= Dorothy Korber =

American journalist

Dorothy Korber is an American journalist. Korber served as a reporter for almost 30 years.

Korber received a bachelor's degree in journalism from Long Beach State University and a master's degree in journalism from the University of California, Los Angeles.

Korber served as political columnist and state capitol reporter for the Long Beach Press-Telegram for 13 years, and also wrote for the Los Angeles Daily News. At the Press-Telegram, Korber covered topics such as Long Beach city government, education, politics, and the 1990 U.S. census.

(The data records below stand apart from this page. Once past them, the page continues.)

impl From<&str> for ScalarValue {
    fn from(value: &str) -> Self {
        ScalarValue::Utf8(value.to_string())
    }
}

impl From<Interval> for ScalarValue {
    fn from(value: Interval) -> Self {
        ScalarValue::Interval(value)
    }
}

impl<T: Into<ScalarValue>> From<Option<T>> for ScalarValue {
    fn from(value: Option<T>) -> Self {
        match value {
            Some(v) => v.into(),
            None => ScalarValue::Null,
        }
    }
}

#[cfg(test)]
mod tests {
    use std::collections::HashSet;

    use super::*;

    #[test]
    fn nulls_sort_last() {
        let mut vals = vec![
            ScalarValue::Int64(3),
            ScalarValue::Null,
            ScalarValue::Int64(1),
        ];
        vals.sort();
        assert_eq!(
            vec![ScalarValue::Int64(1), ScalarValue::Int64(3), ScalarValue::Null],
            vals
        );
    }

    #[test]
    fn sort_cmp_directions() {
        let a = ScalarValue::Int64(1);
        let b = ScalarValue::Int64(2);
        assert_eq!(Ordering::Greater, sort_cmp(&a, &b, true, false));
        assert_eq!(Ordering::Less, sort_cmp(&ScalarValue::Null, &a, false, true));
        assert_eq!(Ordering::Greater, sort_cmp(&ScalarValue::Null, &a, true, false));
    }

    #[test]
    fn grouping_equality() {
        let mut set = HashSet::new();
        set.insert(ScalarValue::Null);
        set.insert(ScalarValue::Null);
        set.insert(ScalarValue::Float64(f64::NAN));
        set.insert(ScalarValue::Float64(f64::NAN));
        set.insert(ScalarValue::Float64(0.0));
        set.insert(ScalarValue::Float64(-0.0));
        assert_eq!(3, set.len());
        // Same numeric value but different types are separate groups.
        assert_ne!(ScalarValue::Int64(1), ScalarValue::Float64(1.0));
        assert_ne!(Ordering::Equal, ScalarValue::Int64(1).cmp(&ScalarValue::Float64(1.0)));
        assert_eq!(Ordering::Less, ScalarValue::Int64(1).cmp(&ScalarValue::Float64(1.5)));
    }

    #[test]
    fn timestamp_round_trip() {
        let ts = parse_timestamp("2024-03-01 12:30:00").unwrap();
        assert_eq!("2024-03-01 12:30:00", format_timestamp(ts));
        assert_eq!(ts, parse_timestamp("2024-03-01T12:30:00").unwrap());
    }

    #[test]
    fn casts() {
        // (value, target, expected)
        let tests = [
            (ScalarValue::from("42"), DataType::Int64, ScalarValue::Int64(42)),
            (ScalarValue::Int64(2), DataType::Float64, ScalarValue::Float64(2.0)),
            (
                ScalarValue::from("1 hour"),
                DataType::Interval,
                ScalarValue::Interval(Interval::from_secs(3600)),
            ),
            (ScalarValue::Null, DataType::Timestamp, ScalarValue::Null),
            (ScalarValue::Boolean(true), DataType::Utf8, ScalarValue::from("true")),
        ];

        for (value, target, expected) in tests {
            assert_eq!(expected, value.cast_to(&target).unwrap());
        }

        assert!(ScalarValue::from("abc").cast_to(&DataType::Int64).is_err());
    }
}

Korber joined the Sacramento Bee in March 2000. In 2006, Korber and Bee colleague Christina Jewett received the 2006 Excellence in Criminal Justice Reporting Award in the individual article category for their investigative report "Questions Persist Over Jail Health Care," on conditions inside the Sacramento County Main Jail; the pieces led to the creation of an independent oversight agency for the Sheriff's Department. In 2004, with Bee colleague John Hill, she received a George Polk Award for State Reporting for reports on "Chief's Disease," abuses of workers' compensation by California Highway Patrol leadership. In 2008, Korber accepted a buyout in 2008 as part of a wave of layoffs at the Bee.

After leaving the Bee, Korber became principal consultant to the California State Senate Office of Oversight and Outcomes.